#### [PROVIDED DATA]
:::

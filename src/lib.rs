//! Shared library for `NuTranscript`
//! Contains the transcript evaluator used by the CLI

pub mod config;
pub mod core;
pub mod logger;

pub use core::get_version;
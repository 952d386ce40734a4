//! Prerequisite expressions
//!
//! A prerequisite field is a disjunction of conjunctions over course codes:
//!
//! ```text
//! expr := "" | conj (";" conj)*
//! conj := "" | code ("," code)*
//! ```
//!
//! `"a,b;c"` reads as "(a and b) or c". An empty field means the course has
//! no prerequisites at all. A group with no codes in it (for example the
//! second group of `"a;"`, or the single group of `","`) is kept as an empty
//! conjunction, which is vacuously satisfied. Empty codes between commas are
//! skipped, so `"a,,b"` is the same group as `"a,b"`.

use crate::core::codec::CourseId;
use crate::core::error::CodecError;

/// A group of course ids that must all be passed
#[derive(Debug, Clone, Default, PartialEq, Eq)]
pub struct Conjunction {
    ids: Vec<CourseId>,
}

impl Conjunction {
    /// Create a conjunction from ids, preserving order and duplicates
    #[must_use]
    pub const fn new(ids: Vec<CourseId>) -> Self {
        Self { ids }
    }

    /// Parse one `,`-separated group
    ///
    /// # Errors
    /// Returns the first [`CodecError`] hit while encoding a code.
    pub fn parse(group: &str) -> Result<Self, CodecError> {
        group
            .split(',')
            .filter(|code| !code.is_empty())
            .map(CourseId::encode)
            .collect::<Result<Vec<_>, _>>()
            .map(Self::new)
    }

    /// Required ids in input order
    #[must_use]
    pub fn ids(&self) -> &[CourseId] {
        &self.ids
    }

    /// Whether the group requires nothing
    #[must_use]
    pub fn is_empty(&self) -> bool {
        self.ids.is_empty()
    }

    /// True when every id satisfies `passed`; an empty group is satisfied
    pub fn is_satisfied<F>(&self, passed: F) -> bool
    where
        F: Fn(CourseId) -> bool,
    {
        self.ids.iter().all(|&id| passed(id))
    }
}

/// Disjunction of [`Conjunction`] groups
#[derive(Debug, Clone, Default, PartialEq, Eq)]
pub struct Prerequisites {
    groups: Vec<Conjunction>,
}

impl Prerequisites {
    /// An expression with no groups: no prerequisites
    #[must_use]
    pub const fn none() -> Self {
        Self { groups: Vec::new() }
    }

    /// Build from explicit groups
    #[must_use]
    pub const fn from_groups(groups: Vec<Conjunction>) -> Self {
        Self { groups }
    }

    /// Parse a prerequisite field
    ///
    /// # Errors
    /// Returns the first [`CodecError`] hit while encoding a code.
    pub fn parse(expr: &str) -> Result<Self, CodecError> {
        if expr.is_empty() {
            return Ok(Self::none());
        }

        expr.split(';')
            .map(Conjunction::parse)
            .collect::<Result<Vec<_>, _>>()
            .map(Self::from_groups)
    }

    /// Groups in input order
    #[must_use]
    pub fn groups(&self) -> &[Conjunction] {
        &self.groups
    }

    /// Whether the course has no prerequisites at all
    #[must_use]
    pub fn is_unconditional(&self) -> bool {
        self.groups.is_empty()
    }

    /// Evaluate the disjunction
    ///
    /// True when there are no groups, or when at least one group has every id
    /// satisfying `passed`.
    pub fn is_satisfied<F>(&self, passed: F) -> bool
    where
        F: Fn(CourseId) -> bool,
    {
        self.is_unconditional() || self.groups.iter().any(|group| group.is_satisfied(&passed))
    }
}
//! CLI command handlers for `NuTranscript`.
//!
//! Each command is implemented in its own submodule.

pub mod config;
pub mod evaluate;
//! Core module: transcript parsing, evaluation and reporting

pub mod codec;
pub mod error;
pub mod evaluator;
pub mod models;
pub mod prerequisites;
pub mod report;
pub mod transcript;

pub use codec::CourseId;
pub use error::{CodecError, TranscriptError};
pub use evaluator::{evaluate, Evaluation, Totals};
pub use models::{CourseRecord, Grade, Status, Transcript};
pub use prerequisites::{Conjunction, Prerequisites};

/// Returns the current version of the `NuTranscript` crate
#[must_use]
pub const fn get_version() -> &'static str {
    env!("CARGO_PKG_VERSION")
}
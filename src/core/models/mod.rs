//! Data models for `NuTranscript`

pub mod course;
pub mod grade;
pub mod transcript;

pub use course::CourseRecord;
pub use grade::{Grade, Status, UNSET_GRADE_VALUE};
pub use transcript::Transcript;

:::

#### [ABOUT THIS EXERCISE]
Among the lines of the data above, find those with the word "models" and show them.

#### [ANSWER SPACE]
pub mod models;
pub use models::{CourseRecord, Grade, Status, Transcript};
filename src/core/models/mod.rs
//! Data models for `NuTranscript`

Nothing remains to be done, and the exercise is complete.